Technology for parents & kids: Hints, tips, online safety strategies & more.

Whether you’re worried about social networks, texting, apps, video games, online privacy or other growing areas of high-tech concern, it bears remembering: Keeping kids safe in today’s online and always-connected world requires a multi-pronged approach. As with any form of technology, the most effective strategies are proactive. Educate yourself on new innovations and teach kids positive computing habits, and they’ll be better equipped to make good decisions when they encounter questionable content. Below, you’ll some practical tips for doing just that.

  • Remember that homework is for parents too: Always study, research and go-hands on with new technologies to make more informed decisions.
  • If time’s tight, get a crash course on new offerings, trends and features by visiting popular product review sites or searching for online tutorials, e.g. “How to Turn Off iPhone Purchases.”
  • Besides employing kid-friendly software, apps and web filters, educate children on online dangers and encourage them to speak up when questionable content or situations are encountered.
  • Use the parental controls built into popular entertainment devices, video game consoles and operating systems, and password-protect your settings – but don’t employ easily guessable choices like birthdays and anniversaries.
  • Activate privacy features built into popular social networks to limit strangers’ access to personal status updates, photos and videos.
  • Confine screens to common household areas such as playrooms and dens, so usage and play habits can be monitored.
  • Establish predetermined times when usage of high-tech devices is permitted or banned (e.g. during dinner), and always shut screens off at least one hour before bedtime.
  • Create and enforce house rules: Experts recommend no more than 60-120 minutes of screen time daily, balanced with other low-tech activities.

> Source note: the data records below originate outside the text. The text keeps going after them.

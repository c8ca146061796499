//! 策略模型使用的枚举类型
//!
//! 线上格式统一使用 PascalCase 名称，解析时忽略大小写。

use crate::error::VaultError;
use serde::{Deserialize, Serialize};
use std::fmt;
use std::str::FromStr;

/// 为枚举生成 `as_str` / `Display` / 忽略大小写的 `FromStr`
macro_rules! named_enum {
    ($ty:ident, $field:literal, { $($variant:ident => $name:literal),+ $(,)? }) => {
        impl $ty {
            pub const ALL: &'static [$ty] = &[$($ty::$variant),+];

            pub fn as_str(&self) -> &'static str {
                match self {
                    $($ty::$variant => $name),+
                }
            }
        }

        impl fmt::Display for $ty {
            fn fmt(&self, f: &mut fmt::Formatter<'_>) -> fmt::Result {
                f.write_str(self.as_str())
            }
        }

        impl FromStr for $ty {
            type Err = VaultError;

            fn from_str(s: &str) -> Result<Self, Self::Err> {
                let s = s.trim();
                $ty::ALL
                    .iter()
                    .copied()
                    .find(|v| v.as_str().eq_ignore_ascii_case(s))
                    .ok_or_else(|| {
                        VaultError::invalid_argument($field, format!("无法识别的取值: {s}"))
                    })
            }
        }
    };
}

#[derive(Debug, Clone, Copy, PartialEq, Eq, Hash, Serialize, Deserialize)]
pub enum DayOfWeek {
    Sunday,
    Monday,
    Tuesday,
    Wednesday,
    Thursday,
    Friday,
    Saturday,
}

named_enum!(DayOfWeek, "DaysOfWeek", {
    Sunday => "Sunday",
    Monday => "Monday",
    Tuesday => "Tuesday",
    Wednesday => "Wednesday",
    Thursday => "Thursday",
    Friday => "Friday",
    Saturday => "Saturday",
});

#[derive(Debug, Clone, Copy, PartialEq, Eq, Hash, Serialize, Deserialize)]
pub enum Month {
    January,
    February,
    March,
    April,
    May,
    June,
    July,
    August,
    September,
    October,
    November,
    December,
}

named_enum!(Month, "MonthsOfYear", {
    January => "January",
    February => "February",
    March => "March",
    April => "April",
    May => "May",
    June => "June",
    July => "July",
    August => "August",
    September => "September",
    October => "October",
    November => "November",
    December => "December",
});

/// 月内第几周
#[derive(Debug, Clone, Copy, PartialEq, Eq, Hash, Serialize, Deserialize)]
pub enum WeekNumber {
    First,
    Second,
    Third,
    Fourth,
    Last,
}

named_enum!(WeekNumber, "WeeksOfTheMonth", {
    First => "First",
    Second => "Second",
    Third => "Third",
    Fourth => "Fourth",
    Last => "Last",
});

/// 备份计划重复方式
#[derive(Debug, Clone, Copy, PartialEq, Eq, Hash, Serialize, Deserialize)]
pub enum ScheduleType {
    Daily,
    Weekly,
}

named_enum!(ScheduleType, "ScheduleRunFrequency", {
    Daily => "Daily",
    Weekly => "Weekly",
});

/// 保留层级
#[derive(Debug, Clone, Copy, PartialEq, Eq, Hash, PartialOrd, Ord, Serialize, Deserialize)]
pub enum RetentionType {
    Daily,
    Weekly,
    Monthly,
    Yearly,
}

named_enum!(RetentionType, "RetentionType", {
    Daily => "Daily",
    Weekly => "Weekly",
    Monthly => "Monthly",
    Yearly => "Yearly",
});

/// 月/年保留的日期选择方式
#[derive(Debug, Clone, Copy, PartialEq, Eq, Hash, Serialize, Deserialize)]
pub enum RetentionFormat {
    Daily,
    Weekly,
}

named_enum!(RetentionFormat, "RetentionScheduleType", {
    Daily => "Daily",
    Weekly => "Weekly",
});

/// 保留时长单位
#[derive(Debug, Clone, Copy, PartialEq, Eq, Hash, Serialize, Deserialize)]
pub enum DurationType {
    Days,
    Weeks,
    Months,
    Years,
}

named_enum!(DurationType, "DurationType", {
    Days => "Days",
    Weeks => "Weeks",
    Months => "Months",
    Years => "Years",
});

impl RetentionType {
    /// 该层级在线上格式中的时长单位
    pub fn duration_type(&self) -> DurationType {
        match self {
            RetentionType::Daily => DurationType::Days,
            RetentionType::Weekly => DurationType::Weeks,
            RetentionType::Monthly => DurationType::Months,
            RetentionType::Yearly => DurationType::Years,
        }
    }
}

#[cfg(test)]
mod tests {
    use super::*;

    #[test]
    fn test_parse_is_case_insensitive() {
        assert_eq!("monday".parse::<DayOfWeek>().unwrap(), DayOfWeek::Monday);
        assert_eq!(" FRIDAY ".parse::<DayOfWeek>().unwrap(), DayOfWeek::Friday);
        assert_eq!("last".parse::<WeekNumber>().unwrap(), WeekNumber::Last);
        assert_eq!("weekly".parse::<ScheduleType>().unwrap(), ScheduleType::Weekly);
    }

    #[test]
    fn test_unknown_name_reports_field() {
        let err = "Funday".parse::<DayOfWeek>().unwrap_err();
        match err {
            VaultError::InvalidArgument { field, .. } => assert_eq!(field, "DaysOfWeek"),
            other => panic!("unexpected error: {other:?}"),
        }
    }

    #[test]
    fn test_serde_uses_pascal_case_names() {
        let json = serde_json::to_string(&vec![Month::January, Month::December]).unwrap();
        assert_eq!(json, r#"["January","December"]"#);
        let unit: DurationType = serde_json::from_str(r#""Weeks""#).unwrap();
        assert_eq!(unit, RetentionType::Weekly.duration_type());
    }
}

Some families add or subtract time as a reward or punishment for children’s behavior.
  • If you’re worried about children’s online interactions, use programs’ and devices’ built-in features to turn off Internet connectivity, disenable digital purchases and restrict interactions to pre-approved friend lists.
  • Talk about safe online spending, and if you allow kids to make purchases, consider restricting these abilities to prepaid cards.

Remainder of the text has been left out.